→ Task directions: For the word "static", search the records and show each line in which it occurs.

→ Data supplied:

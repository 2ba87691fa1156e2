//! Linux eBPF capture and session correlation for sshtrail
//!
//! Loads the tracepoint programs, seeds them with sessions that predate the
//! agent, enriches kernel-observed sessions from /proc, watches the
//! failed-login log, and hands finished JSON lines to the consumer through
//! a blocking poll interface.

use std::path::PathBuf;
use thiserror::Error;

mod btf;
mod capture;
mod failed_login;
mod loader;
pub mod proc;

pub use capture::{SessionCapture, SessionCaptureConfig};

/// Errors that keep the capture from starting. Everything after a
/// successful start degrades in place (logged and suppressed) instead of
/// surfacing here.
#[derive(Debug, Error)]
pub enum CaptureError {
    #[error("bpf bytecode not found; searched {0:?}")]
    BytecodeNotFound(Vec<PathBuf>),

    #[error("failed to read bpf bytecode from {path}: {source}")]
    BytecodeRead {
        path: PathBuf,
        source: std::io::Error,
    },

    #[error("BTF discovery failed: {0}")]
    Btf(String),

    #[error("program {0} missing from the loaded object")]
    MissingProgram(&'static str),

    #[error("map {0} missing from the loaded object")]
    MissingMap(&'static str),

    #[error(transparent)]
    Load(#[from] aya::EbpfError),

    #[error(transparent)]
    Program(#[from] aya::programs::ProgramError),

    #[error(transparent)]
    Map(#[from] aya::maps::MapError),

    #[error(transparent)]
    Io(#[from] std::io::Error),
}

→ Answer space:
    MissingProgram(&'static str),
    MissingMap(&'static str),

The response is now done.